Exercise
Write out the records once more, exactly as given.

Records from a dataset
-=-=-
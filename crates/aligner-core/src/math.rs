//! ベクトル/フレーム演算
//!
//! glamの型を再エクスポートし、整列計算で共通に使う補助関数を提供する

pub use glam::{Quat, Vec3};

/// 浮動小数点比較用の許容誤差
pub const EPSILON: f32 = 1e-5;

/// Orientation frame of an object (right / up / forward unit vectors)
#[derive(Debug, Clone, Copy, PartialEq)]
pub struct Frame {
    pub right: Vec3,
    pub up: Vec3,
    pub forward: Vec3,
}

impl Frame {
    /// World axes
    pub const IDENTITY: Self = Self {
        right: Vec3::X,
        up: Vec3::Y,
        forward: Vec3::Z,
    };

    /// Build a frame from an object's rotation
    pub fn from_rotation(rotation: Quat) -> Self {
        Self {
            right: rotation * Vec3::X,
            up: rotation * Vec3::Y,
            forward: rotation * Vec3::Z,
        }
    }
}

impl Default for Frame {
    fn default() -> Self {
        Self::IDENTITY
    }
}

/// 直線上の最近点を返す
/// - direction: 直線の方向（正規化は内部で行う）
/// - point_on_line: 直線上の1点
pub fn closest_point_on_line(direction: Vec3, point_on_line: Vec3, point: Vec3) -> Vec3 {
    let dir = direction.normalize_or_zero();
    let t = (point - point_on_line).dot(dir);
    point_on_line + dir * t
}

/// 点と直線の距離
pub fn distance_to_line(direction: Vec3, point_on_line: Vec3, point: Vec3) -> f32 {
    (point - closest_point_on_line(direction, point_on_line, point)).length()
}

/// 符号付き距離: |point - origin| に reference との内積の符号を掛ける
/// 内積が0の場合は正として扱う
pub fn signed_distance(origin: Vec3, reference: Vec3, point: Vec3) -> f32 {
    let offset = point - origin;
    let sign = if reference.dot(offset) >= 0.0 { 1.0 } else { -1.0 };
    offset.length() * sign
}

/// ベクトルを単位軸へ射影
#[inline]
pub fn project_onto_axis(v: Vec3, unit_axis: Vec3) -> Vec3 {
    v.project_onto_normalized(unit_axis)
}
-=-=-
Result of the exercise
filename crates/aligner-core/src/math.rs
//! ベクトル/フレーム演算
//!
//! glamの型を再エクスポートし、整列計算で共通に使う補助関数を提供する

pub use glam::{Quat, Vec3};

/// 浮動小数点比較用の許容誤差
pub const EPSILON: f32 = 1e-5;

/// Orientation frame of an object (right / up / forward unit vectors)
#[derive(Debug, Clone, Copy, PartialEq)]
pub struct Frame {
    pub right: Vec3,
    pub up: Vec3,
    pub forward: Vec3,
}

impl Frame {
    /// World axes
    pub const IDENTITY: Self = Self {
        right: Vec3::X,
        up: Vec3::Y,
        forward: Vec3::Z,
    };

    /// Build a frame from an object's rotation
    pub fn from_rotation(rotation: Quat) -> Self {
        Self {
            right: rotation * Vec3::X,
            up: rotation * Vec3::Y,
            forward: rotation * Vec3::Z,
        }
    }
}

impl Default for Frame {
    fn default() -> Self {
        Self::IDENTITY
    }
}

/// 直線上の最近点を返す
/// - direction: 直線の方向（正規化は内部で行う）
/// - point_on_line: 直線上の1点
pub fn closest_point_on_line(direction: Vec3, point_on_line: Vec3, point: Vec3) -> Vec3 {
    let dir = direction.normalize_or_zero();
    let t = (point - point_on_line).dot(dir);
    point_on_line + dir * t
}

/// 点と直線の距離
pub fn distance_to_line(direction: Vec3, point_on_line: Vec3, point: Vec3) -> f32 {
    (point - closest_point_on_line(direction, point_on_line, point)).length()
}

/// 符号付き距離: |point - origin| に reference との内積の符号を掛ける
/// 内積が0の場合は正として扱う
pub fn signed_distance(origin: Vec3, reference: Vec3, point: Vec3) -> f32 {
    let offset = point - origin;
    let sign = if reference.dot(offset) >= 0.0 { 1.0 } else { -1.0 };
    offset.length() * sign
}

/// ベクトルを単位軸へ射影
#[inline]
pub fn project_onto_axis(v: Vec3, unit_axis: Vec3) -> Vec3 {
    v.project_onto_normalized(unit_axis)
}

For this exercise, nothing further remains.